Re: Reduce latency

2015-08-18 Thread Alvaro Gareppe
you can configure that, to block or to fail:
http://kafka.apache.org/documentation.html#producerconfigs

By default it should block

On Tue, Aug 18, 2015 at 4:57 PM, Yuheng Du yuheng.du.h...@gmail.com wrote:

 I see. So the internal queue overwrites the producer buffer size
 configuration? When buffer is full the producer will block sending, right?

 On Tue, Aug 18, 2015 at 3:52 PM, Tao Feng fengta...@gmail.com wrote:

  From what I understand, if you set the throughput to -1, the
  producerperformance will push records as much as possible to an internal
  per topic per partition queue. In the background there is a sender IO
  thread handling the actual record sending process. If you push record to
  the queue faster than the send rate, your queue  will become longer and
  longer, eventually record latency will become meaningless for a
  latency-purpose test.
 
 
  On Tue, Aug 18, 2015 at 11:48 AM, Yuheng Du yuheng.du.h...@gmail.com
  wrote:
 
   I see. Thank you Tao. But now I don't get it what Jay said that my
  latency
   test only makes sense if I set a fixed throughput. Why do I need to
 set a
   fixed throughput for my test instead of just set the expected
 throughput
  to
   be -1 (as much as possible)?
  
   Thanks.
  
   On Tue, Aug 18, 2015 at 2:43 PM, Tao Feng fengta...@gmail.com wrote:
  
Hi Yuheng,
   
The 1 record/s is just a param for producerperformance for your
producer target tput. It only takes effect to do the throttling if
 you
tries to send more than 1 record/s.  The actual tput of the test
depends on your producer config and your setup.
   
-Tao
   
On Tue, Aug 18, 2015 at 11:34 AM, Yuheng Du 
 yuheng.du.h...@gmail.com
wrote:
   
 Also, When I set the target throughput to be 1 records/s, The
   actual
 test results show I got an average of 579.86 records per second
 among
   all
 my producers.

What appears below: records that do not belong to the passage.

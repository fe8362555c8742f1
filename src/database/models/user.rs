use chrono::{DateTime, Utc};
use serde::{Deserialize, Serialize};
use sqlx::{types::Json, FromRow};
use uuid::Uuid;

use crate::types::{UserStatus, UserType};
use crate::visibility::Viewer;

#[derive(Debug, Clone, Serialize, Deserialize, FromRow)]
#[serde(rename_all = "camelCase")]
pub struct User {
    pub id: Uuid,
    pub name: String,
    pub email: String,
    #[serde(skip_serializing, default)]
    pub password_hash: String,
    #[serde(rename = "type")]
    pub user_type: String,
    pub status: String,
    pub avatar: Option<String>,
    pub company_id: Option<Uuid>,
    pub department_id: Option<Uuid>,
    pub board_order_ids: Json<Vec<Uuid>>,
    pub card_order_ids: Json<Vec<Uuid>>,
    pub must_change_password: bool,
    pub created_at: DateTime<Utc>,
    pub updated_at: DateTime<Utc>,
    #[serde(skip_serializing)]
    pub deleted_at: Option<DateTime<Utc>>,
}

impl User {
    /// Unknown stored values fall back to the least privileged type.
    pub fn kind(&self) -> UserType {
        self.user_type.parse().unwrap_or(UserType::Staff)
    }

    pub fn account_status(&self) -> Option<UserStatus> {
        self.status.parse().ok()
    }

    pub fn viewer(&self) -> Viewer {
        Viewer {
            id: self.id,
            user_type: self.kind(),
            company_id: self.company_id,
            department_id: self.department_id,
        }
    }
}
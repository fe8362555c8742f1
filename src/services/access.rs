//! Board lookup plus access resolution for the current user

use sqlx::{FromRow, PgPool};
use uuid::Uuid;

use crate::database::models::Board;
use crate::error::ApiError;
use crate::middleware::CurrentUser;
use crate::types::{MemberRole, UserType};
use crate::visibility::{BoardAccess, OwnerProfile};

#[derive(Debug, FromRow)]
struct AccessRow {
    owner_id: Uuid,
    owner_type: String,
    owner_company_id: Option<Uuid>,
    owner_department_id: Option<Uuid>,
    member_role: Option<String>,
}

pub struct BoardContext {
    pub board: Board,
    pub access: BoardAccess,
}

/// Load a live board and resolve what `user` may do with it.
/// Boards the user cannot see are reported as missing.
pub async fn load_board(pool: &PgPool, user: &CurrentUser, board_id: Uuid) -> Result<BoardContext, ApiError> {
    let board = sqlx::query_as::<_, Board>("SELECT * FROM boards WHERE id = $1 AND deleted_at IS NULL")
        .bind(board_id)
        .fetch_optional(pool)
        .await?
        .ok_or_else(|| ApiError::not_found("Board not found"))?;

    let row = sqlx::query_as::<_, AccessRow>(
        r#"
        SELECT b.owner_id,
               u.user_type AS owner_type,
               u.company_id AS owner_company_id,
               u.department_id AS owner_department_id,
               bm.role AS member_role
        FROM boards b
        JOIN users u ON u.id = b.owner_id
        LEFT JOIN board_members bm ON bm.board_id = b.id AND bm.member_id = $2
        WHERE b.id = $1
        "#,
    )
    .bind(board_id)
    .bind(user.id)
    .fetch_one(pool)
    .await?;

    let owner = OwnerProfile {
        id: row.owner_id,
        user_type: row.owner_type.parse().unwrap_or(UserType::Staff),
        company_id: row.owner_company_id,
        department_id: row.owner_department_id,
    };
    let membership = row.member_role.and_then(|r| r.parse::<MemberRole>().ok());
    let access = BoardAccess::resolve(&user.viewer(), &owner, membership);

    if !access.can_view() {
        tracing::debug!("User {} has no access to board {}", user.id, board_id);
        return Err(ApiError::not_found("Board not found"));
    }

    Ok(BoardContext { board, access })
}

impl BoardContext {
    pub fn require_edit(&self) -> Result<(), ApiError> {
        if self.access.can_edit() {
            Ok(())
        } else {
            Err(ApiError::forbidden("You do not have permission to edit this board"))
        }
    }

    pub fn require_manage(&self) -> Result<(), ApiError> {
        if self.access.can_manage() {
            Ok(())
        } else {
            Err(ApiError::forbidden("Only board owners and admins can change this board"))
        }
    }
}

/// Bump the board's last activity timestamp
pub async fn touch_board<'e, E>(executor: E, board_id: Uuid) -> Result<(), ApiError>
where
    E: sqlx::PgExecutor<'e>,
{
    sqlx::query("UPDATE boards SET last_activity = NOW() WHERE id = $1")
        .bind(board_id)
        .execute(executor)
        .await?;
    Ok(())
}
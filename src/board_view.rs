//! Assembly of the board detail and the synthetic "Assigned to me" board
//! from flat query results.

use serde::Serialize;
use std::collections::{BTreeMap, HashMap};
use uuid::Uuid;

use crate::database::models::{Board, Card, CardMemberRow, CardWithBoard, Label, List, MemberView};
use crate::ordering;
use crate::visibility::BoardAccess;

pub const ASSIGNED_BOARD_ID: &str = "assigned";

#[derive(Debug, Clone, Serialize)]
#[serde(rename_all = "camelCase")]
pub struct CardView {
    #[serde(flatten)]
    pub card: Card,
    pub members: Vec<MemberView>,
}

#[derive(Debug, Clone, Serialize)]
#[serde(rename_all = "camelCase")]
pub struct ListView {
    #[serde(flatten)]
    pub list: List,
    pub cards: Vec<CardView>,
}

#[derive(Debug, Clone, Serialize)]
#[serde(rename_all = "camelCase")]
pub struct BoardDetail {
    #[serde(flatten)]
    pub board: Board,
    pub lists: Vec<ListView>,
    pub labels: Vec<Label>,
    pub members: Vec<MemberView>,
    pub access: &'static str,
}

#[derive(Debug, Clone, Copy, Default)]
pub struct BoardViewOptions {
    pub include_archived: bool,
}

/// Everything loaded for one board
pub struct BoardRows {
    pub board: Board,
    pub lists: Vec<List>,
    pub cards: Vec<Card>,
    pub card_members: Vec<CardMemberRow>,
    pub labels: Vec<Label>,
    pub members: Vec<MemberView>,
}

fn members_by_card(rows: Vec<CardMemberRow>) -> HashMap<Uuid, Vec<MemberView>> {
    let mut by_card: HashMap<Uuid, Vec<MemberView>> = HashMap::new();
    for row in rows {
        by_card.entry(row.card_id).or_default().push(row.member);
    }
    by_card
}

pub fn assemble_board(
    viewer_id: Uuid,
    rows: BoardRows,
    access: BoardAccess,
    options: BoardViewOptions,
) -> BoardDetail {
    let BoardRows { board, lists, cards, card_members, labels, members } = rows;
    let mut card_members = members_by_card(card_members);

    let lists: Vec<List> = lists
        .into_iter()
        .filter(|l| options.include_archived || !l.archived)
        .collect();
    let lists = ordering::reconcile(&board.list_order_ids.0, lists, |l| l.id);

    let mut cards: Vec<Card> = cards
        .into_iter()
        .filter(|c| options.include_archived || !c.archived)
        .filter(|c| {
            access.sees_all_cards()
                || c.created_by == Some(viewer_id)
                || card_members
                    .get(&c.id)
                    .is_some_and(|ms| ms.iter().any(|m| m.member_id == viewer_id))
        })
        .collect();
    cards.sort_by(|a, b| a.position.cmp(&b.position).then(a.created_at.cmp(&b.created_at)));

    let mut by_list: HashMap<Uuid, Vec<Card>> = HashMap::new();
    for card in cards {
        by_list.entry(card.list_id).or_default().push(card);
    }

    let lists = lists
        .into_iter()
        .map(|list| {
            let list_cards = by_list.remove(&list.id).unwrap_or_default();
            let list_cards = ordering::reconcile(&list.card_order_ids.0, list_cards, |c| c.id);
            let cards = list_cards
                .into_iter()
                .map(|card| CardView {
                    members: card_members.remove(&card.id).unwrap_or_default(),
                    card,
                })
                .collect();
            ListView { list, cards }
        })
        .collect();

    BoardDetail {
        board,
        lists,
        labels,
        members,
        access: if access.sees_all_cards() { "full" } else { "member" },
    }
}

#[derive(Debug, Clone, Serialize)]
#[serde(rename_all = "camelCase")]
pub struct AssignedCard {
    #[serde(flatten)]
    pub card: CardWithBoard,
    pub members: Vec<MemberView>,
}

/// One list per source board
#[derive(Debug, Clone, Serialize)]
#[serde(rename_all = "camelCase")]
pub struct AssignedList {
    pub board_id: Uuid,
    pub title: String,
    pub cards: Vec<AssignedCard>,
}

#[derive(Debug, Clone, Serialize)]
#[serde(rename_all = "camelCase")]
pub struct AssignedBoard {
    pub id: &'static str,
    pub title: &'static str,
    pub lists: Vec<AssignedList>,
}

/// Cards other people put the viewer on, grouped by board.
pub fn assemble_assigned(
    viewer_id: Uuid,
    cards: Vec<CardWithBoard>,
    card_members: Vec<CardMemberRow>,
    order_ids: &[Uuid],
) -> AssignedBoard {
    let mut card_members = members_by_card(card_members);

    let assigned: Vec<CardWithBoard> = cards
        .into_iter()
        .filter(|c| c.card.created_by != Some(viewer_id))
        .filter(|c| {
            card_members
                .get(&c.card.id)
                .is_some_and(|ms| ms.iter().any(|m| m.member_id == viewer_id))
        })
        .collect();

    // (board title, board id) keeps lists sorted by title and distinct per board
    let mut by_board: BTreeMap<(String, Uuid), Vec<CardWithBoard>> = BTreeMap::new();
    for card in assigned {
        by_board
            .entry((card.board_title.clone(), card.card.board_id))
            .or_default()
            .push(card);
    }

    let lists = by_board
        .into_iter()
        .map(|((title, board_id), cards)| {
            let cards = ordering::reconcile(order_ids, cards, |c| c.card.id);
            let cards = ordering::completed_last(cards, |c| c.card.is_complete());
            AssignedList {
                board_id,
                title,
                cards: cards
                    .into_iter()
                    .map(|card| AssignedCard {
                        members: card_members.remove(&card.card.id).unwrap_or_default(),
                        card,
                    })
                    .collect(),
            }
        })
        .collect();

    AssignedBoard {
        id: ASSIGNED_BOARD_ID,
        title: "Assigned to me",
        lists,
    }
}

#[cfg(test)]
mod tests {
    use super::*;
    use crate::testing;
    use crate::types::MemberRole;
    use sqlx::types::Json;

    fn member_row(card_id: Uuid, member_id: Uuid) -> CardMemberRow {
        CardMemberRow { card_id, member: testing::member(member_id, "member") }
    }

    struct Fixture {
        viewer: Uuid,
        rows: BoardRows,
        todo: Uuid,
        doing: Uuid,
    }

    fn fixture() -> Fixture {
        let viewer = Uuid::new_v4();
        let owner = Uuid::new_v4();
        let mut board = testing::board(owner);
        let mut todo = testing::list(board.id, "Todo");
        let doing = testing::list(board.id, "Doing");
        let mut archived = testing::list(board.id, "Old");
        archived.archived = true;

        let mut mine = testing::card(board.id, todo.id, "mine");
        mine.created_by = Some(viewer);
        mine.position = 2;
        let mut assigned = testing::card(board.id, todo.id, "assigned");
        assigned.position = 1;
        let other = testing::card(board.id, todo.id, "other");
        let later = testing::card(board.id, doing.id, "later");
        let orphan = testing::card(board.id, archived.id, "orphan");

        // Stored order names a stale id and only one of the live lists
        board.list_order_ids = Json(vec![Uuid::new_v4(), doing.id]);
        todo.card_order_ids = Json(vec![mine.id]);

        let (todo_id, doing_id) = (todo.id, doing.id);
        let card_members = vec![member_row(assigned.id, viewer)];
        Fixture {
            viewer,
            rows: BoardRows {
                board,
                lists: vec![todo, doing, archived],
                cards: vec![mine, assigned, other, later, orphan],
                card_members,
                labels: Vec::new(),
                members: Vec::new(),
            },
            todo: todo_id,
            doing: doing_id,
        }
    }

    fn titles(list: &ListView) -> Vec<&str> {
        list.cards.iter().map(|c| c.card.title.as_str()).collect()
    }

    #[test]
    fn full_access_orders_lists_and_cards() {
        let f = fixture();
        let detail = assemble_board(f.viewer, f.rows, BoardAccess::Full, BoardViewOptions::default());

        let list_ids: Vec<Uuid> = detail.lists.iter().map(|l| l.list.id).collect();
        assert_eq!(list_ids, vec![f.doing, f.todo]);
        assert_eq!(titles(&detail.lists[1]), vec!["mine", "other", "assigned"]);
        assert_eq!(detail.access, "full");
    }

    #[test]
    fn member_access_sees_own_and_assigned_cards() {
        let f = fixture();
        let detail = assemble_board(
            f.viewer,
            f.rows,
            BoardAccess::Member(MemberRole::Member),
            BoardViewOptions::default(),
        );
        assert_eq!(titles(&detail.lists[1]), vec!["mine", "assigned"]);
        assert!(detail.lists[0].cards.is_empty());
        assert_eq!(detail.lists[1].cards[1].members.len(), 1);
    }

    #[test]
    fn archived_lists_only_on_request() {
        let f = fixture();
        let detail = assemble_board(
            f.viewer,
            f.rows,
            BoardAccess::Full,
            BoardViewOptions { include_archived: true },
        );
        assert_eq!(detail.lists.len(), 3);
        assert_eq!(titles(&detail.lists[2]), vec!["orphan"]);
    }

    #[test]
    fn assigned_view_excludes_own_cards_and_groups_by_board() {
        let viewer = Uuid::new_v4();
        let mut own = testing::card_with_board("own");
        own.card.created_by = Some(viewer);
        let mut first = testing::card_with_board("first");
        first.board_title = "Beta".to_string();
        let mut done = testing::card_with_board("done");
        done.card.status = "completed".to_string();
        done.board_title = "Alpha".to_string();
        let mut open = testing::card_with_board("open");
        open.board_title = "Alpha".to_string();
        open.card.board_id = done.card.board_id;
        let unassigned = testing::card_with_board("unassigned");

        let members = vec![
            member_row(own.card.id, viewer),
            member_row(first.card.id, viewer),
            member_row(done.card.id, viewer),
            member_row(open.card.id, viewer),
        ];
        let order = vec![done.card.id, open.card.id];
        let board = assemble_assigned(viewer, vec![own, first, done, open, unassigned], members, &order);

        assert_eq!(board.id, ASSIGNED_BOARD_ID);
        let lists: Vec<&str> = board.lists.iter().map(|l| l.title.as_str()).collect();
        assert_eq!(lists, vec!["Alpha", "Beta"]);
        let alpha: Vec<&str> = board.lists[0].cards.iter().map(|c| c.card.card.title.as_str()).collect();
        assert_eq!(alpha, vec!["open", "done"]);
    }
}
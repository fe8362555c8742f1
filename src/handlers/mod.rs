// handlers/mod.rs - 2-Tier Handler Architecture
//
// Public (no auth) -> Protected (JWT + live user)
//
// Admin-only and permission-gated endpoints sit in the protected tier and
// check the caller inside the handler or service.
pub mod public;    // Tier 1: /, /health, /v1/status, /v1/auth/*
pub mod protected; // Tier 2: everything else under /v1

// Layout:
//
// src/handlers/
// ├── mod.rs              <- this file
// ├── public/
// │   ├── auth.rs         <- POST /v1/auth/register, /v1/auth/login
// │   └── status.rs       <- GET /, /health, /v1/status
// └── protected/
//     ├── boards.rs       <- /v1/boards/*
//     ├── lists.rs        <- /v1/lists/*
//     ├── cards.rs        <- /v1/cards/*
//     ├── tracking.rs     <- /v1/cards/tracking/*
//     ├── users.rs        <- /v1/users/*
//     ├── dashboard.rs    <- /v1/dashboard/*
//     ├── organization.rs <- /v1/companies/*, /v1/departments/*
//     ├── rbac.rs         <- /v1/roles/*, /v1/permissions/*
//     └── cron.rs         <- /v1/cron/*
//
// Routes are assembled in src/app.rs, one function per resource.
use axum::{
    extract::Request,
    middleware::Next,
    response::Response,
};
use uuid::Uuid;

use super::auth::AuthUser;
use crate::database::manager::DatabaseManager;
use crate::database::models::User;
use crate::error::ApiError;
use crate::types::{UserStatus, UserType};
use crate::visibility::Viewer;

/// The user behind the request, loaded fresh from the database
#[derive(Clone, Debug)]
pub struct CurrentUser {
    pub id: Uuid,
    pub name: String,
    pub email: String,
    pub user_type: UserType,
    pub company_id: Option<Uuid>,
    pub department_id: Option<Uuid>,
}

impl CurrentUser {
    pub fn viewer(&self) -> Viewer {
        Viewer {
            id: self.id,
            user_type: self.user_type,
            company_id: self.company_id,
            department_id: self.department_id,
        }
    }

    pub fn is_admin(&self) -> bool {
        self.user_type == UserType::Admin
    }
}

impl From<&User> for CurrentUser {
    fn from(user: &User) -> Self {
        Self {
            id: user.id,
            name: user.name.clone(),
            email: user.email.clone(),
            user_type: user.kind(),
            company_id: user.company_id,
            department_id: user.department_id,
        }
    }
}

/// Middleware that loads the JWT's user and rejects deleted, banned or disabled accounts
pub async fn validate_user_middleware(
    mut request: Request,
    next: Next,
) -> Result<Response, ApiError> {
    let auth_user = request
        .extensions()
        .get::<AuthUser>()
        .cloned()
        .ok_or_else(|| ApiError::unauthorized("JWT authentication required before user validation"))?;

    let pool = DatabaseManager::pool().await?;

    let user = sqlx::query_as::<_, User>("SELECT * FROM users WHERE id = $1 AND deleted_at IS NULL")
        .bind(auth_user.user_id)
        .fetch_optional(&pool)
        .await?
        .ok_or_else(|| {
            tracing::warn!("User validation failed: user {} not found or deleted", auth_user.user_id);
            ApiError::unauthorized("User no longer exists")
        })?;

    match user.account_status() {
        Some(UserStatus::Banned) => {
            tracing::warn!("User validation failed: user {} is banned", user.id);
            return Err(ApiError::forbidden("Account has been banned"));
        }
        Some(UserStatus::Disabled) => {
            tracing::warn!("User validation failed: user {} is disabled", user.id);
            return Err(ApiError::forbidden("Account has been disabled"));
        }
        _ => {}
    }

    tracing::debug!("User validation successful: {} ({})", user.email, user.user_type);

    request.extensions_mut().insert(CurrentUser::from(&user));

    Ok(next.run(request).await)
}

How did that happen? Why this number is not 1
 then?
 Thanks.

 On Tue, Aug 18, 2015 at 10:03 AM, Yuheng Du 
  yuheng.du.h...@gmail.com
 wrote:

  Thank you Jay, that really helps!
 
  Kishore, Where you can monitor whether the network is busy on IO
 in
 visual
  vm? Thanks. I am running 90 producer process on 90 physical
  machines
   in
 the
  experiment.
 
  On Tue, Aug 18, 2015 at 1:19 AM, Jay Kreps j...@confluent.io
  wrote:
 
  Yuheng,
 
  From the command you gave it looks like you are configuring the
  perf
 test
  to send data as fast as possible (the -1 for target throughput).
   This
  means
  it will always queue up a bunch of unsent data until the buffer
 is
  exhausted and then block. The larger the buffer, the bigger the
   queue.
  This
  is where the latency comes from. This is exactly what you would
   expect
 and
  what the buffering is supposed to do.
 
  If you want to measure latency this test doesn't really make
  sense,
you
  need to measure with some fixed throughput. Instead of -1 enter
  the
 target
  throughput you want to measure latency at (e.g. 10
  records/sec).
 
  -Jay
 
  On Thu, Aug 13, 2015 at 12:18 PM, Yuheng Du 
   yuheng.du.h...@gmail.com

  wrote:
 
   Thank you Alvaro,
  
   How to use sync producers? I am running the standard
 ProducerPerformance
   test from kafka to measure the latency of each message to send
   from
   producer to broker only.
   The command is like bin/kafka-run-class.sh
   org.apache.kafka.clients.tools.ProducerPerformance test7
  5000
100
 -1
   acks=1 bootstrap.servers=esv4-hcl198.grid.linkedin.com:9092
   buffer.memory=67108864 batch.size=8196
  
   For running producers, where should I put the
 producer.type=sync
   configuration into? The config/server.properties? Also Does
 this
mean
 we
   are using batch size of 1? Which version of Kafka are you
 using?
   thanks.
  
   On Thu, Aug 13, 2015 at 3:01 PM, Alvaro Gareppe 
   agare...@gmail.com

   wrote:
  
Are you measuring latency as time between producer and
  consumer
   ?
   
In that case, the ack shouldn't affect the latency, cause
 even
tough
  your
producer is not going to wait for the ack, the consumer will
   only
 get
  the
message after its commited in the server.
   
About latency my best result occur with sync producers, but
  the
   throughput
is much lower in that case.
   
About not flushing to disk I'm pretty sure that it's not an
   option
 in
   kafka
(correct me if I'm wrong)
   
Regards,
Alvaro Gareppe
   
On Thu, Aug 13, 2015 at 12:59 PM, Yuheng Du 
 yuheng.du.h...@gmail.com
  
wrote:
   
 Also, the latency results show no major difference when
  using
 ack=0

Re: Reduce latency

2015-08-13 Thread Alvaro Gareppe
I'm using last one, but not using the ProducerPerformance, I created my
own. but I think there is a producer.properties file in config folder in
kafka.. is that configuration not for this tester ?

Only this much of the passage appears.